Tosh’s anger cooled instantly, a new fear and caution taking its place. It wasn’t too long ago in an impossible zone in Russia that she’d been introduced to this new (or old if some of the stories were to be believed) evil. What they did to Anna, to Maxim...all of it. “Oh god - you did - it was --”

“Yes, yes we know,” Norton said waving his hand in the air to flap away her bluster as she put together all the parts, “Don’t concern yourself with our past exploits. It’s all about the future now Miss Sato. And you are an early investment.”

Norton booped her nose like she was a child, making the hilariously out of place noise to accompany the action. 

“For what?” Tosh asked hesitantly, voice shaky. 

Norton hummed as he fished around the inside of his tweed jacket. Tosh held back a flinch, holding her ground despite the instinct to curl away from Norton. “Nothing to worry yourself over at the moment. Besides it’ll be a while before you’re needed.” 

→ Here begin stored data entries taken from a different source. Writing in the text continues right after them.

//! Short-code issuance data models

use chrono::{DateTime, Utc};
use serde::{Deserialize, Deserializer, Serialize};
use serde_json::Value;

/// Body of `POST /client/v1/codes`
///
/// The service expects `bot_id` as a JSON string even though it is numeric.
#[derive(Debug, Clone, PartialEq, Eq, Serialize, Deserialize)]
pub struct CodeRequest {
    pub bot_id: String,
    pub user_tg_id: String,
}

impl CodeRequest {
    pub fn new(bot_id: i64, user_tg_id: impl Into<String>) -> Self {
        Self {
            bot_id: bot_id.to_string(),
            user_tg_id: user_tg_id.into(),
        }
    }
}

/// Successfully issued short code
///
/// `expires_in` and `expires_at` are copied from the service verbatim.
#[derive(Debug, Clone, PartialEq, Eq, Serialize, Deserialize)]
pub struct CodeResponse {
    /// Opaque code identifying the grant
    pub code: String,
    /// Seconds of validity from issuance
    #[serde(deserialize_with = "deserialize_lenient_int")]
    pub expires_in: i64,
    /// Absolute expiry as sent by the service
    pub expires_at: String,
}

impl CodeResponse {
    /// Direct link for this code under the given base URL
    pub fn direct_link(&self, base_url: &str) -> String {
        if base_url.ends_with('/') {
            format!("{}{}", base_url, self.code)
        } else {
            format!("{}/{}", base_url, self.code)
        }
    }

    /// Parse `expires_at` as an RFC 3339 timestamp
    pub fn expires_at_utc(&self) -> Option<DateTime<Utc>> {
        DateTime::parse_from_rfc3339(&self.expires_at)
            .ok()
            .map(|dt| dt.with_timezone(&Utc))
    }
}

/// Accept an integer, an integer-valued string, or a float (truncated)
fn deserialize_lenient_int<'de, D>(deserializer: D) -> Result<i64, D::Error>
where
    D: Deserializer<'de>,
{
    use serde::de::Error;

    match Value::deserialize(deserializer)? {
        Value::Number(n) => {
            if let Some(i) = n.as_i64() {
                Ok(i)
            } else if let Some(f) = n.as_f64().filter(|f| f.is_finite()) {
                Ok(f.trunc() as i64)
            } else {
                Err(D::Error::custom(format!("expires_in out of range: {}", n)))
            }
        }
        Value::String(s) => s
            .trim()
            .parse::<i64>()
            .map_err(|_| D::Error::custom(format!("expires_in is not an integer: {:?}", s))),
        other => Err(D::Error::custom(format!(
            "expires_in must be an integer, got {}",
            other
        ))),
    }
}
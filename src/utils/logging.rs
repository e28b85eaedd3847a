//! Logging utilities
//!
//! Subscriber setup for the reference service

use crate::config::settings::LoggingConfig;
use anyhow::{Context, Result};
use tracing::info;
use tracing_subscriber::EnvFilter;

/// Parse a `RUST_LOG`-style directive string such as `botads=debug,tower_http=info`
pub fn env_filter(directives: &str) -> Result<EnvFilter> {
    EnvFilter::try_new(directives)
        .with_context(|| format!("Invalid log filter: {:?}", directives))
}

/// Initialize logging system
pub fn init_logging(config: &LoggingConfig) -> Result<()> {
    let subscriber: Box<dyn tracing::Subscriber + Send + Sync> = if config.format == "json" {
        // JSON format logs (production environment)
        Box::new(
            tracing_subscriber::fmt()
                .with_env_filter(env_filter(&config.level)?)
                .json()
                .with_current_span(false)
                .with_span_list(false)
                .finish(),
        )
    } else {
        // Human readable format (development environment)
        Box::new(
            tracing_subscriber::fmt()
                .with_env_filter(env_filter(&config.level)?)
                .with_target(false)
                .with_thread_ids(false)
                .with_file(false)
                .with_line_number(false)
                .finish(),
        )
    };

    tracing::subscriber::set_global_default(subscriber)
        .context("Failed to set tracing subscriber")?;

    info!("Logging system initialized");
    Ok(())
}
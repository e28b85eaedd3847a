//! Webhook body decoding

use crate::models::WebhookPayload;
use crate::utils::error::BotadsResult;

/// Decode a webhook body into a [`WebhookPayload`].
///
/// `event` and `user_tg_id` are mandatory, `data` is optional. No
/// authenticity check happens here: call this only after
/// [`verify_signature`](crate::webhook::verify_signature) returned true.
pub fn parse_webhook_payload(body: &[u8]) -> BotadsResult<WebhookPayload> {
    Ok(serde_json::from_slice(body)?)
}
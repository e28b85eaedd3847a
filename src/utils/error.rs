//! Error handling module
//!
//! Defines the SDK error taxonomy and the structured API error built from
//! non-200 responses

use axum::{
    http::StatusCode,
    response::{IntoResponse, Response},
    Json,
};
use serde::{Deserialize, Serialize};
use serde_json::Value;
use thiserror::Error;

/// Sentinel error code used when the service does not supply one
pub const UNKNOWN_ERROR_CODE: &str = "UNKNOWN";

/// Default message used when the error object has no message
pub const UNKNOWN_ERROR_MESSAGE: &str = "Unknown error";

/// Structured error returned by the Botads API for any non-200 response
#[derive(Error, Debug, Clone, PartialEq, Serialize, Deserialize)]
#[error("Botads API error {status_code} ({error_code}): {message}")]
pub struct ApiError {
    /// HTTP status of the failed call
    pub status_code: u16,
    /// Service-defined symbolic code
    pub error_code: String,
    /// Human-readable message
    pub message: String,
    /// Extra payload, only when the service sends one
    #[serde(skip_serializing_if = "Option::is_none")]
    pub details: Option<Value>,
}

impl ApiError {
    /// Create an API error from its parts
    pub fn new(
        status_code: u16,
        error_code: impl Into<String>,
        message: impl Into<String>,
        details: Option<Value>,
    ) -> Self {
        Self {
            status_code,
            error_code: error_code.into(),
            message: message.into(),
            details,
        }
    }

    /// Build the error from a raw non-200 response.
    ///
    /// A body that is not JSON yields `UNKNOWN` with the raw text as the
    /// message. A JSON body is searched for a nested `error` object; any
    /// missing field falls back to its default. This never fails.
    pub fn from_response(status_code: u16, body: &str) -> Self {
        let payload: Value = match serde_json::from_str(body) {
            Ok(payload) => payload,
            Err(_) => return Self::new(status_code, UNKNOWN_ERROR_CODE, body, None),
        };

        let error = payload.get("error");
        let field = |name: &str| error.and_then(|e| e.get(name));

        let error_code = field("code")
            .and_then(Value::as_str)
            .unwrap_or(UNKNOWN_ERROR_CODE);
        let message = field("message")
            .and_then(Value::as_str)
            .unwrap_or(UNKNOWN_ERROR_MESSAGE);
        let details = field("details").filter(|d| !d.is_null()).cloned();

        Self::new(status_code, error_code, message, details)
    }

    /// Whether the service rejected the call for rate limiting
    pub fn is_rate_limited(&self) -> bool {
        self.status_code == 429
    }

    /// Whether a later attempt may succeed (rate limits and server errors)
    pub fn is_retryable(&self) -> bool {
        self.is_rate_limited() || (500..600).contains(&self.status_code)
    }
}

/// SDK error types
#[derive(Error, Debug)]
pub enum BotadsError {
    /// Connection, DNS, TLS or timeout failure from the HTTP transport
    #[error("HTTP transport error: {0}")]
    Transport(#[from] reqwest::Error),

    /// Well-formed non-200 response from the service
    #[error(transparent)]
    Api(#[from] ApiError),

    /// Malformed success response or webhook body
    #[error("Decoding error: {0}")]
    Decode(#[from] serde_json::Error),

    /// Webhook signature did not match the body
    #[error("Webhook signature verification failed")]
    InvalidSignature,

    /// Invalid client or verifier configuration
    #[error("Configuration error: {0}")]
    Config(String),
}

/// Error response body rendered by the webhook service
#[derive(Debug, Serialize, Deserialize)]
pub struct ErrorResponse {
    pub error: ErrorBody,
}

#[derive(Debug, Serialize, Deserialize)]
pub struct ErrorBody {
    /// Error type
    #[serde(rename = "type")]
    pub error_type: String,
    /// Error message
    pub message: String,
    /// Upstream Botads error code, when the failure came from the API
    #[serde(skip_serializing_if = "Option::is_none")]
    pub code: Option<String>,
}

impl BotadsError {
    /// Create a configuration error
    pub fn config(message: impl Into<String>) -> Self {
        BotadsError::Config(message.into())
    }

    /// Get HTTP status code used when the error is surfaced by the webhook service
    pub fn status_code(&self) -> StatusCode {
        match self {
            BotadsError::InvalidSignature => StatusCode::UNAUTHORIZED,
            BotadsError::Decode(_) => StatusCode::BAD_REQUEST,
            BotadsError::Transport(e) if e.is_timeout() => StatusCode::GATEWAY_TIMEOUT,
            BotadsError::Transport(_) | BotadsError::Api(_) => StatusCode::BAD_GATEWAY,
            BotadsError::Config(_) => StatusCode::INTERNAL_SERVER_ERROR,
        }
    }

    /// Get error type string
    pub fn error_type(&self) -> &'static str {
        match self {
            BotadsError::InvalidSignature => "authentication_error",
            BotadsError::Decode(_) => "invalid_request_error",
            BotadsError::Transport(e) if e.is_timeout() => "timeout_error",
            BotadsError::Transport(_) => "transport_error",
            BotadsError::Api(_) => "api_error",
            BotadsError::Config(_) => "configuration_error",
        }
    }

    /// Structured API error, if this is one
    pub fn as_api_error(&self) -> Option<&ApiError> {
        match self {
            BotadsError::Api(e) => Some(e),
            _ => None,
        }
    }

    /// Convert to the response body format
    pub fn to_error_response(&self) -> ErrorResponse {
        ErrorResponse {
            error: ErrorBody {
                error_type: self.error_type().to_string(),
                message: self.to_string(),
                code: self.as_api_error().map(|e| e.error_code.clone()),
            },
        }
    }
}

impl IntoResponse for BotadsError {
    fn into_response(self) -> Response {
        let status = self.status_code();

        // Signature failures are security events, not server faults
        match self {
            BotadsError::InvalidSignature | BotadsError::Decode(_) => {
                tracing::warn!("Rejected webhook request: {} - Status code: {}", self, status);
            }
            _ => {
                tracing::error!("Request failed: {} - Status code: {}", self, status);
            }
        }

        (status, Json(self.to_error_response())).into_response()
    }
}

/// Result type alias
pub type BotadsResult<T> = Result<T, BotadsError>;
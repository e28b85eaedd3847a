//! Configuration management module
//!
//! Loads the webhook service configuration from environment variables and `.env` files

pub mod settings;

pub use settings::{BotadsConfig, LoggingConfig, ServerConfig, Settings, WebhookConfig};
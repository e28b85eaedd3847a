//! Data models module
//!
//! Defines the request/response structures of the Botads client API and webhook notifications

pub mod codes;
pub mod webhook;

pub use codes::{CodeRequest, CodeResponse};
pub use webhook::{WebhookEvent, WebhookPayload};
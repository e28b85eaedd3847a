//! Botads webhook handler
//!
//! POST /webhook

use crate::handlers::AppState;
use crate::models::WebhookEvent;
use crate::utils::error::BotadsResult;
use axum::{body::Bytes, extract::State, http::HeaderMap, Json};
use serde_json::{json, Value};
use std::sync::Arc;
use tracing::info;

/// Verify and decode a webhook notification.
///
/// A bad signature is rejected with 401 before the body is looked at.
pub async fn handle_webhook(
    State(state): State<Arc<AppState>>,
    headers: HeaderMap,
    body: Bytes,
) -> BotadsResult<Json<Value>> {
    let signature = headers
        .get(state.settings.webhook.signature_header.as_str())
        .and_then(|v| v.to_str().ok())
        .unwrap_or("");

    let payload = state.verifier.verify_and_parse(&body, signature)?;

    match payload.kind() {
        WebhookEvent::Rewarded => {
            info!("Rewarded ad completed by user {}", payload.user_tg_id);
        }
        WebhookEvent::DirectLink => {
            info!("Direct link click confirmed for user {}", payload.user_tg_id);
        }
        WebhookEvent::Other(event) => {
            info!("Unhandled Botads event {} for user {}", event, payload.user_tg_id);
        }
    }

    Ok(Json(json!({ "status": "ok" })))
}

He made a victorious noise as he pulled out a modern looking phone, a stark contrast to his dated appearance. He tapped away at the screen with one hand in a manner that proved himself more than familiar with the technology. 

“If you think I’m going to help --” Tosh started to say, chin up defiantly.

Norton tutted, chiding her like she was a toddler who didn’t know any better. “Now, now Miss Sato. Let’s not be too hasty. We can offer you a number of rewards for your compliance.”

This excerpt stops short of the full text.